• What is being asked: Return each line exactly as written. Begin with the first line of the entries and end with the line that has "let store = Arc::new(MemoryStore::new());".

(Records for this task Opens)

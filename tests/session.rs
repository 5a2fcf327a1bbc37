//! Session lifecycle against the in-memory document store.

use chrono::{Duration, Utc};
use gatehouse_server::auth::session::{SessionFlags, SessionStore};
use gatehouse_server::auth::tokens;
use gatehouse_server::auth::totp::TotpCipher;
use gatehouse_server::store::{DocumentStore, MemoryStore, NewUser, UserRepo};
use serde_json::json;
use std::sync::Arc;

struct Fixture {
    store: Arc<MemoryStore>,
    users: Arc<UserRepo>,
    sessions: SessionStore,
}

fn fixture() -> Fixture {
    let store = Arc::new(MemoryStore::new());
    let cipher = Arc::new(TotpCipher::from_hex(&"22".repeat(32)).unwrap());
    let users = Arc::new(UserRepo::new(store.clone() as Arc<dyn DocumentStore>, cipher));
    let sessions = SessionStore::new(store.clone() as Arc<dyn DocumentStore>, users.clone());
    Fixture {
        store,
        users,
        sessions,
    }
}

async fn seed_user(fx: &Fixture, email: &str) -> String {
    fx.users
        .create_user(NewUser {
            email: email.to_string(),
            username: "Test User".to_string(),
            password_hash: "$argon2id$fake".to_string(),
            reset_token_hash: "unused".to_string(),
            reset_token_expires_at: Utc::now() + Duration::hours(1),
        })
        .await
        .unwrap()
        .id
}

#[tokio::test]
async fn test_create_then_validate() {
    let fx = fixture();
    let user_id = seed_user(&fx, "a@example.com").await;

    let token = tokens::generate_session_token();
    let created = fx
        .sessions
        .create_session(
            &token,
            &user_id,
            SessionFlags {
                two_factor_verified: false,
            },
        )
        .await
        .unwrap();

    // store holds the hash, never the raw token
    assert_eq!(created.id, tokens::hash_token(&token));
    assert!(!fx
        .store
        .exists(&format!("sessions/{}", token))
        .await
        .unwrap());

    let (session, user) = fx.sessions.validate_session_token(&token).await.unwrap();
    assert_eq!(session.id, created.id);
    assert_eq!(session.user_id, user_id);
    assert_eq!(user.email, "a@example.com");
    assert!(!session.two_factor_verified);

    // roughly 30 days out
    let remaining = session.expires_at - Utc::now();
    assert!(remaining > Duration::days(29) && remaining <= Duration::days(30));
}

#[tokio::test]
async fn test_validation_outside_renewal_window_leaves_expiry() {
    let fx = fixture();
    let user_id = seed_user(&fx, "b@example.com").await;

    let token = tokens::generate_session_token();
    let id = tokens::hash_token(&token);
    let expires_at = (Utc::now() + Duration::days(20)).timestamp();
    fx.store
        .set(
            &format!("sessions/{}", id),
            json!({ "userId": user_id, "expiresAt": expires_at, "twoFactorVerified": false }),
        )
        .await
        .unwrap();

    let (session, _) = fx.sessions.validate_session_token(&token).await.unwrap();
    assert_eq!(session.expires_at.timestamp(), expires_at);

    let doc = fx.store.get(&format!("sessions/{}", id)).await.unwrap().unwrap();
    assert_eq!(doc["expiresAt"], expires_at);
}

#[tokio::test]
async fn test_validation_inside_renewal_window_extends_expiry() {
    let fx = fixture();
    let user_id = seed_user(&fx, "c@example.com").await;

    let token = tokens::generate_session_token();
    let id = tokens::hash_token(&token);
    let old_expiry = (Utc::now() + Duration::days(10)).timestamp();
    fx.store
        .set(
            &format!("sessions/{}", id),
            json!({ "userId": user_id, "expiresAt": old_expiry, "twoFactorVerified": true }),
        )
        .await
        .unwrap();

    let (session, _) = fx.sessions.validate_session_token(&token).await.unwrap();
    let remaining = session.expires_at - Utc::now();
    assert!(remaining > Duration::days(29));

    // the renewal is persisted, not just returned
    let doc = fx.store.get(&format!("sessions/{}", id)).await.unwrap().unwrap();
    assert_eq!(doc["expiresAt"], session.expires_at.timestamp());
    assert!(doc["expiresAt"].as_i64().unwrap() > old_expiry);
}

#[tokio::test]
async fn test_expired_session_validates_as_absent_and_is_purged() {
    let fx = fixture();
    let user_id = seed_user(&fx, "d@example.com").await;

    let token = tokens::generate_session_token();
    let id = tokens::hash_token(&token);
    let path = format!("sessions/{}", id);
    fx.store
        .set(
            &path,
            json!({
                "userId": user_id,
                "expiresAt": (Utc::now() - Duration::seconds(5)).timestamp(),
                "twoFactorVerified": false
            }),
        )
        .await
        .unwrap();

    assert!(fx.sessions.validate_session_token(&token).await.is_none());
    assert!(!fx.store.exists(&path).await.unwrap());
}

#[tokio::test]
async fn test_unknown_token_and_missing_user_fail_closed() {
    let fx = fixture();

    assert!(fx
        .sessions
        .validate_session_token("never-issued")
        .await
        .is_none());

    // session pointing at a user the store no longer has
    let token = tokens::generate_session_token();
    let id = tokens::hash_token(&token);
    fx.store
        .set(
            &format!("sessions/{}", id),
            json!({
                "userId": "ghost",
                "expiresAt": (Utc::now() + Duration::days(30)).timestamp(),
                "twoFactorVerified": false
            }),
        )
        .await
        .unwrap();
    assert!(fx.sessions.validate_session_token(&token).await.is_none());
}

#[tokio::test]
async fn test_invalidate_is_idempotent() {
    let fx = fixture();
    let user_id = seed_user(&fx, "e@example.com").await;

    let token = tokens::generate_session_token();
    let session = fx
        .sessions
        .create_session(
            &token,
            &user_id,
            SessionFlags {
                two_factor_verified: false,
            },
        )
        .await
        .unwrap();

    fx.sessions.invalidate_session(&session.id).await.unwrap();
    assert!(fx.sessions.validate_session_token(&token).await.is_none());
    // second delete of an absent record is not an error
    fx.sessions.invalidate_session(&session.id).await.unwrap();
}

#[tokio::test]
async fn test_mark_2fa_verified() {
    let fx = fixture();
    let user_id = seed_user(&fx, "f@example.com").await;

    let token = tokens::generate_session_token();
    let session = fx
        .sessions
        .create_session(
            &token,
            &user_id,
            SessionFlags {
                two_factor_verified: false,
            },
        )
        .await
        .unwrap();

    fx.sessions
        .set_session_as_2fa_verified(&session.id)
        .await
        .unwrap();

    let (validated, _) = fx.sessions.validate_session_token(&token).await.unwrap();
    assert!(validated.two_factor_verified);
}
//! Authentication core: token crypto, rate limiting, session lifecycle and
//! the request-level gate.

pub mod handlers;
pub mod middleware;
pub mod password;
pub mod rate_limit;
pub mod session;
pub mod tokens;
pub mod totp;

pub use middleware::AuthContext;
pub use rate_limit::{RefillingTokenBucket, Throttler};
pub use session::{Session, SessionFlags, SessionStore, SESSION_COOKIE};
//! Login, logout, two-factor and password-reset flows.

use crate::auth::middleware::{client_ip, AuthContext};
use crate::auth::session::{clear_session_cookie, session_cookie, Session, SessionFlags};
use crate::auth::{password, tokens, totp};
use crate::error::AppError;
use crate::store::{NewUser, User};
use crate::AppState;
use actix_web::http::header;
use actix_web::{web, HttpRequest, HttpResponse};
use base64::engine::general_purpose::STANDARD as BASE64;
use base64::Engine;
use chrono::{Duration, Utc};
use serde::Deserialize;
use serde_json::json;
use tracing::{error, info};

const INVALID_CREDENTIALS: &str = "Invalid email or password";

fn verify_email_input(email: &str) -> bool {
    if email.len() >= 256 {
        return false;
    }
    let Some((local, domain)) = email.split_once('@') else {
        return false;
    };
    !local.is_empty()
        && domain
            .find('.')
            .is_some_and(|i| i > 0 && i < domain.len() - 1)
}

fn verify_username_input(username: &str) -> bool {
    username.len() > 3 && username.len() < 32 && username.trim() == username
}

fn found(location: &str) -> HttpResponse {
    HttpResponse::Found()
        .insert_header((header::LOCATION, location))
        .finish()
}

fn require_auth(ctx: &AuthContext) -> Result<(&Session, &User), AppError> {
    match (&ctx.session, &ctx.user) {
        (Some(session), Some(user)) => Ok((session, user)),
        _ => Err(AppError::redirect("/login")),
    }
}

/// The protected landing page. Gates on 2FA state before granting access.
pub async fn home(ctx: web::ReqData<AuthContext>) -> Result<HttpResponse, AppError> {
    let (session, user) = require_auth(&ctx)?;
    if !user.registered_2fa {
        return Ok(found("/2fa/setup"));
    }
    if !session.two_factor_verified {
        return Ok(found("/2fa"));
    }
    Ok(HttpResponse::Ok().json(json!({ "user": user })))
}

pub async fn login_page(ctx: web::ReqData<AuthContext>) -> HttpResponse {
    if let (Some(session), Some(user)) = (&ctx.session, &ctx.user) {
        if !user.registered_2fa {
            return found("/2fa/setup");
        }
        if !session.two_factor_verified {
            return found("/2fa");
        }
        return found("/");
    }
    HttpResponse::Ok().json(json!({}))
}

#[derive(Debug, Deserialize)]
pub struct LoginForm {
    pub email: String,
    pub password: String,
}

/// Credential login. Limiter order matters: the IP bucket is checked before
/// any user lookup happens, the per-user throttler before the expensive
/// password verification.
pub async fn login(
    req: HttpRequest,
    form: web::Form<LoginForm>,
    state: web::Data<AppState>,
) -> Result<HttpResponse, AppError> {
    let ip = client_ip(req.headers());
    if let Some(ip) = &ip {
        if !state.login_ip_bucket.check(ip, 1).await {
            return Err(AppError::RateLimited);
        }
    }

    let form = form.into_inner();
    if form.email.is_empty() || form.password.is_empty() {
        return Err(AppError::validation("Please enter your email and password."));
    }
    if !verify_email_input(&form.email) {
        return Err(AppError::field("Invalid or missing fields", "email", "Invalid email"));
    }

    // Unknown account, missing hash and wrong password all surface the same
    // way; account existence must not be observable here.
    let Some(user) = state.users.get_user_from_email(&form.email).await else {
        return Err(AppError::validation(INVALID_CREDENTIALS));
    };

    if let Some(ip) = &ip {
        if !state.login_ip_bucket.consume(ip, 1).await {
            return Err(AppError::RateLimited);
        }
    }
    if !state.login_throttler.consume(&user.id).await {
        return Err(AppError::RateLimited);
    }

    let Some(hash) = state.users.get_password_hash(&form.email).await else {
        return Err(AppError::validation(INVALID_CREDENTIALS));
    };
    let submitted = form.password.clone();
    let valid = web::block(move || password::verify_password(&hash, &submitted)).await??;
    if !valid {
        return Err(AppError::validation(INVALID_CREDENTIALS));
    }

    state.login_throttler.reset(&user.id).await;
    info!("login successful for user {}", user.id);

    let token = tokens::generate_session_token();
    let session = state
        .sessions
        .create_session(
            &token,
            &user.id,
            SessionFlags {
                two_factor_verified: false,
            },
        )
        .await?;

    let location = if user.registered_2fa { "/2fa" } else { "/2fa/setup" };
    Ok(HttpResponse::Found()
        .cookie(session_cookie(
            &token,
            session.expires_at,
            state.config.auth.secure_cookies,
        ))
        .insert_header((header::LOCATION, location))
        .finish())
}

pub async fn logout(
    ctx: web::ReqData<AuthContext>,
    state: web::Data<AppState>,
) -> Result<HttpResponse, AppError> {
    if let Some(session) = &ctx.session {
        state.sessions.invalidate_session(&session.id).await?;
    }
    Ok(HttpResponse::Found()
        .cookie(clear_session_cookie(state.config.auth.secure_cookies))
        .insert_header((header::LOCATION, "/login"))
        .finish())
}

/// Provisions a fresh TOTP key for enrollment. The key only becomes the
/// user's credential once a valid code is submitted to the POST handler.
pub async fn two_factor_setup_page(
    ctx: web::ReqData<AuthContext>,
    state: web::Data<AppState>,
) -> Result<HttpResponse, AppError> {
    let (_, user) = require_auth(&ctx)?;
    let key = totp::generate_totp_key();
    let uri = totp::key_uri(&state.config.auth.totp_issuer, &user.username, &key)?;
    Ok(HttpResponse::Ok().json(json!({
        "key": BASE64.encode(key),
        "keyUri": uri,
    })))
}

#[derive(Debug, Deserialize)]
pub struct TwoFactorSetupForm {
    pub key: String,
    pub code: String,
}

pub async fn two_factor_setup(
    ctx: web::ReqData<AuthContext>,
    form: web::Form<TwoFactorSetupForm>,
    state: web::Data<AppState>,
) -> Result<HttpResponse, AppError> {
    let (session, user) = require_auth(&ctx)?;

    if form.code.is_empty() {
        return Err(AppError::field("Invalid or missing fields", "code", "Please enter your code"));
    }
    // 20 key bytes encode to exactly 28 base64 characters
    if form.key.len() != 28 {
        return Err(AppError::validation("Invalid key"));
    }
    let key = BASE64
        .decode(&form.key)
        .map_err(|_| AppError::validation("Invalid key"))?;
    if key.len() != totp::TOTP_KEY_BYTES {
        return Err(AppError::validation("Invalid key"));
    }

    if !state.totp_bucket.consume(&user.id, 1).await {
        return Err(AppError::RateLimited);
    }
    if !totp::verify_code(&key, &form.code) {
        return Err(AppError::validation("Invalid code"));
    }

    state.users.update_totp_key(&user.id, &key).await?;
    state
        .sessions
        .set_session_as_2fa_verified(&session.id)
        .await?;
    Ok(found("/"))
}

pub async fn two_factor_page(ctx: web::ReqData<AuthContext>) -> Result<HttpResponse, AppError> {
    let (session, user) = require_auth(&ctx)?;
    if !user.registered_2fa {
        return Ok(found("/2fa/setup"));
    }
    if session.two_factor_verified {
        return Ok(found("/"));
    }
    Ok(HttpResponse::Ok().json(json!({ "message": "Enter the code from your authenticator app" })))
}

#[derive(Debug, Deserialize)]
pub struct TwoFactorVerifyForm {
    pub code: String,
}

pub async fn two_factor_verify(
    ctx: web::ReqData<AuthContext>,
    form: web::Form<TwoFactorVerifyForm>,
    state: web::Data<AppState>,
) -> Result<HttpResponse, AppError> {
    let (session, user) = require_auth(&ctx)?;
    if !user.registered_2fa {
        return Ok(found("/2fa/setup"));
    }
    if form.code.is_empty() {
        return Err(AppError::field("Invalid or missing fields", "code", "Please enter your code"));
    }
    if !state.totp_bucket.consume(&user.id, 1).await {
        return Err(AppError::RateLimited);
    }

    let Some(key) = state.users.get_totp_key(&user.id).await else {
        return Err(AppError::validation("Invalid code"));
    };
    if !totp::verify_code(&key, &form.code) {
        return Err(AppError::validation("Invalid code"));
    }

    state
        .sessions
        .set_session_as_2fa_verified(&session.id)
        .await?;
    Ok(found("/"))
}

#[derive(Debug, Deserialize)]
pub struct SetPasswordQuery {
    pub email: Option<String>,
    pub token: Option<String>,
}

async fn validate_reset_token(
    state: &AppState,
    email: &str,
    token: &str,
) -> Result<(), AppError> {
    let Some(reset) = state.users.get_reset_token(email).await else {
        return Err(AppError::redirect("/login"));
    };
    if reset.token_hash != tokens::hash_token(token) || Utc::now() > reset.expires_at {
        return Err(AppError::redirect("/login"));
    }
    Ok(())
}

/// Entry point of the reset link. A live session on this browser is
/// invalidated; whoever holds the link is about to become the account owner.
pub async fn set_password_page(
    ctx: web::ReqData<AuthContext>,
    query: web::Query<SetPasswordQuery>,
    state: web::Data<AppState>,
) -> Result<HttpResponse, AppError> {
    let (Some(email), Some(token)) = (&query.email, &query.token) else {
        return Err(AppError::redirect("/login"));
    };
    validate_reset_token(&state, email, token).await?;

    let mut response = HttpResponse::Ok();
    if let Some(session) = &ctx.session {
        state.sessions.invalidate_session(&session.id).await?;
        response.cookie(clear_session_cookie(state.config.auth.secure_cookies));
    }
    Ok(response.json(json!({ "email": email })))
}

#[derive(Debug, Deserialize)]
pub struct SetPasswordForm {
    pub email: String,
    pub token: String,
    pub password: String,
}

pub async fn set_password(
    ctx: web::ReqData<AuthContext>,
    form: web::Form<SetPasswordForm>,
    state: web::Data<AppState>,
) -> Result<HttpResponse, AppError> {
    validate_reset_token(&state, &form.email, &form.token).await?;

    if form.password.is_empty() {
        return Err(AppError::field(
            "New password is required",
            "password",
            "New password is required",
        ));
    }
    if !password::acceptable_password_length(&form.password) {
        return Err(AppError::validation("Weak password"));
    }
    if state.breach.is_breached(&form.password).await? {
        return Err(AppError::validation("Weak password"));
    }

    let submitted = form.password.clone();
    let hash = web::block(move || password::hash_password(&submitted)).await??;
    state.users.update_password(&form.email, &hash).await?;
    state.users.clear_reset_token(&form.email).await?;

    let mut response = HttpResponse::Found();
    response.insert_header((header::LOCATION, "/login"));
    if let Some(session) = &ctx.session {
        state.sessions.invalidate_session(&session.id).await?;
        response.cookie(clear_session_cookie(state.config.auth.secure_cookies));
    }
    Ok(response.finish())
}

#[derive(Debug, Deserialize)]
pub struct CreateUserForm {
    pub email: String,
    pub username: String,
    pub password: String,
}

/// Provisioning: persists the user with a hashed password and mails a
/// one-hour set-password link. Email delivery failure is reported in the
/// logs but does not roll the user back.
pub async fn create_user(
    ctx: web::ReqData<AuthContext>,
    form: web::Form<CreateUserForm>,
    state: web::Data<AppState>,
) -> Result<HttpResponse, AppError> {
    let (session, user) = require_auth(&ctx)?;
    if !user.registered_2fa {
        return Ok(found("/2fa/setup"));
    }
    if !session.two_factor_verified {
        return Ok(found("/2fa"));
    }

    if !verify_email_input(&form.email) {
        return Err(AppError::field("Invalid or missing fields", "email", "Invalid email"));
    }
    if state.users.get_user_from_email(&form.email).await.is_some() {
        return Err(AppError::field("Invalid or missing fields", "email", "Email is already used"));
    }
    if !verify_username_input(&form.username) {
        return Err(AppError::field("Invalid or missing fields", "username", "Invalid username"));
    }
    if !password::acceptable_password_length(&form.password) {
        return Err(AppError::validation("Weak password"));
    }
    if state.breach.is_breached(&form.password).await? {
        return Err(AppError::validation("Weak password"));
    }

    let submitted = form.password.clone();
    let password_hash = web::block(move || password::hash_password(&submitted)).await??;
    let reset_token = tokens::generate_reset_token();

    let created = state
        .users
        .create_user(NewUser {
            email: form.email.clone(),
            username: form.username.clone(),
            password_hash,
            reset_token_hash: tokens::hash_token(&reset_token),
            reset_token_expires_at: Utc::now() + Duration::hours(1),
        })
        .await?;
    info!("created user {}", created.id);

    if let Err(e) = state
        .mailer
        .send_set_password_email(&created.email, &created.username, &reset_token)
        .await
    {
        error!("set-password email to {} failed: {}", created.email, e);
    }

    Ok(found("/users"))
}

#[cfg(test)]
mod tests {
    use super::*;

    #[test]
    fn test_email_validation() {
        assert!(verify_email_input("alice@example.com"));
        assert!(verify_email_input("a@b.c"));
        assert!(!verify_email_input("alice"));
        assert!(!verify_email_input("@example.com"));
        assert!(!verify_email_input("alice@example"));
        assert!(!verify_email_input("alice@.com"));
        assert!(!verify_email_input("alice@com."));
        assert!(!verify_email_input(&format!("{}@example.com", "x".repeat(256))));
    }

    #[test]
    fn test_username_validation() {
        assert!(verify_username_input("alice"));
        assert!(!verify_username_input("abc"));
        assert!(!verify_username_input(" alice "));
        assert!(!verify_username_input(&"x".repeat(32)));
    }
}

(Records for this task Closes)

• Reply to the exercise:
filename tests/session.rs
repository 5a2fcf327a1bbc37
//! Session lifecycle against the in-memory document store.

use chrono::{Duration, Utc};
use gatehouse_server::auth::session::{SessionFlags, SessionStore};
use gatehouse_server::auth::tokens;
use gatehouse_server::auth::totp::TotpCipher;
use gatehouse_server::store::{DocumentStore, MemoryStore, NewUser, UserRepo};
use serde_json::json;
use std::sync::Arc;

struct Fixture {
    store: Arc<MemoryStore>,
    users: Arc<UserRepo>,
    sessions: SessionStore,
}

fn fixture() -> Fixture {
    let store = Arc::new(MemoryStore::new());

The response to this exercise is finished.